**ACTIVITY**
Within the records, find every line that includes the word "slot" and copy it.

**INPUT MATERIAL**
--------

//! In-memory backend for tests and development mode.

use async_trait::async_trait;
use chrono::{DateTime, Utc};
use dashmap::DashMap;
use std::sync::Arc;
use tokio::sync::Mutex;
use uuid::Uuid;

use super::{BetStore, HistoryStore, OverrideStore, RoundStore, UserStore};
use crate::errors::{GameError, GameResult, StoreError};
use crate::period::Period;
use crate::types::{Bet, BetResult, HistoryRecord, Round, ScheduledOutcome, UserAccount};

/// DashMap-backed store. Balance read-modify-write is serialized through a
/// per-user async mutex, mirroring the row-level locking the durable backend
/// provides.
#[derive(Default)]
pub struct MemoryStore {
    rounds: DashMap<Period, Round>,
    bets: DashMap<Uuid, Bet>,
    users: DashMap<String, UserAccount>,
    overrides: DashMap<Uuid, ScheduledOutcome>,
    history: DashMap<String, Vec<HistoryRecord>>,
    user_locks: DashMap<String, Arc<Mutex<()>>>,
}

impl MemoryStore {
    pub fn new() -> Self {
        Self::default()
    }

    fn user_lock(&self, user_id: &str) -> Arc<Mutex<()>> {
        self.user_locks
            .entry(user_id.to_string())
            .or_insert_with(|| Arc::new(Mutex::new(())))
            .clone()
    }
}

#[cfg(test)]
impl MemoryStore {
    /// Test hook: insert a bet record directly, bypassing balance checks.
    pub fn insert_bet_unchecked(&self, bet: Bet) {
        self.bets.insert(bet.id, bet);
    }
}

#[async_trait]
impl RoundStore for MemoryStore {
    async fn insert_round(&self, round: &Round) -> GameResult<()> {
        match self.rounds.entry(round.period.clone()) {
            dashmap::mapref::entry::Entry::Occupied(_) => {
                Err(GameError::DuplicatePeriod(round.period.clone()))
            }
            dashmap::mapref::entry::Entry::Vacant(slot) => {
                slot.insert(round.clone());
                Ok(())
            }
        }
    }

    async fn update_round(&self, round: &Round) -> GameResult<()> {
        let mut entry = self.rounds.get_mut(&round.period).ok_or_else(|| {
            StoreError::NotFound(format!("round {}", round.period))
        })?;
        *entry = round.clone();
        Ok(())
    }

    async fn round(&self, period: &Period) -> GameResult<Option<Round>> {
        Ok(self.rounds.get(period).map(|r| r.clone()))
    }

    async fn current_round(&self) -> GameResult<Option<Round>> {
        Ok(self
            .rounds
            .iter()
            .find(|r| !r.is_completed)
            .map(|r| r.clone()))
    }

    async fn completed_rounds(&self, limit: usize) -> GameResult<Vec<Round>> {
        let mut rounds: Vec<Round> = self
            .rounds
            .iter()
            .filter(|r| r.is_completed)
            .map(|r| r.clone())
            .collect();
        rounds.sort_by(|a, b| b.start_time.cmp(&a.start_time));
        rounds.truncate(limit);
        Ok(rounds)
    }
}

#[async_trait]
impl BetStore for MemoryStore {
    async fn place_bet(&self, bet: &Bet) -> GameResult<f64> {
        let lock = self.user_lock(&bet.user_id);
        let _guard = lock.lock().await;

        let mut user = self
            .users
            .get_mut(&bet.user_id)
            .ok_or_else(|| GameError::UserNotFound(bet.user_id.clone()))?;
        if user.balance < bet.amount {
            return Err(GameError::InsufficientBalance {
                balance: user.balance,
                required: bet.amount,
            });
        }

        user.balance -= bet.amount;
        let balance = user.balance;
        drop(user);

        self.bets.insert(bet.id, bet.clone());
        Ok(balance)
    }

    async fn settle_bet(
        &self,
        bet_id: Uuid,
        result: &BetResult,
        history: &HistoryRecord,
    ) -> GameResult<bool> {
        let user_id = {
            let bet = self
                .bets
                .get(&bet_id)
                .ok_or_else(|| StoreError::NotFound(format!("bet {}", bet_id)))?;
            if bet.result.is_some() {
                return Ok(false);
            }
            bet.user_id.clone()
        };

        let lock = self.user_lock(&user_id);
        let _guard = lock.lock().await;

        // Re-check under the lock: a concurrent settler may have won the race.
        let mut bet = self
            .bets
            .get_mut(&bet_id)
            .ok_or_else(|| StoreError::NotFound(format!("bet {}", bet_id)))?;
        if bet.result.is_some() {
            return Ok(false);
        }

        if result.won {
            let mut user = self
                .users
                .get_mut(&user_id)
                .ok_or_else(|| GameError::UserNotFound(user_id.clone()))?;
            user.balance += result.payout;
        }

        bet.result = Some(result.clone());
        drop(bet);

        self.history
            .entry(user_id)
            .or_default()
            .push(history.clone());
        Ok(true)
    }

    async fn bets_for_period(&self, period: &Period) -> GameResult<Vec<Bet>> {
        let mut bets: Vec<Bet> = self
            .bets
            .iter()
            .filter(|b| &b.period == period)
            .map(|b| b.clone())
            .collect();
        bets.sort_by(|a, b| a.placed_at.cmp(&b.placed_at));
        Ok(bets)
    }

    async fn bets_for_user(&self, user_id: &str, limit: usize) -> GameResult<Vec<Bet>> {
        let mut bets: Vec<Bet> = self
            .bets
            .iter()
            .filter(|b| b.user_id == user_id)
            .map(|b| b.clone())
            .collect();
        bets.sort_by(|a, b| b.placed_at.cmp(&a.placed_at));
        bets.truncate(limit);
        Ok(bets)
    }
}

#[async_trait]
impl UserStore for MemoryStore {
    async fn user(&self, user_id: &str) -> GameResult<Option<UserAccount>> {
        Ok(self.users.get(user_id).map(|u| u.clone()))
    }

    async fn upsert_user(&self, user: &UserAccount) -> GameResult<()> {
        self.users.insert(user.id.clone(), user.clone());
        Ok(())
    }
}

#[async_trait]
impl OverrideStore for MemoryStore {
    async fn active_override(&self, now: DateTime<Utc>) -> GameResult<Option<ScheduledOutcome>> {
        Ok(self
            .overrides
            .iter()
            .filter(|o| o.applies_at(now))
            .max_by_key(|o| o.start_time)
            .map(|o| o.clone()))
    }

    async fn insert_override(&self, outcome: &ScheduledOutcome) -> GameResult<()> {
        if outcome.number > 9 {
            return Err(GameError::InvalidOverride(format!(
                "number {} is outside 0-9",
                outcome.number
            )));
        }
        self.overrides.insert(outcome.id, outcome.clone());
        Ok(())
    }
}

#[async_trait]
impl HistoryStore for MemoryStore {
    async fn history_for_user(
        &self,
        user_id: &str,
        limit: usize,
    ) -> GameResult<Vec<HistoryRecord>> {
        let mut records = self
            .history
            .get(user_id)
            .map(|h| h.clone())
            .unwrap_or_default();
        records.sort_by(|a, b| b.settled_at.cmp(&a.settled_at));
        records.truncate(limit);
        Ok(records)
    }
}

--------

**RESPONSE TO THIS EXERCISE**
            dashmap::mapref::entry::Entry::Vacant(slot) => {
                slot.insert(round.clone());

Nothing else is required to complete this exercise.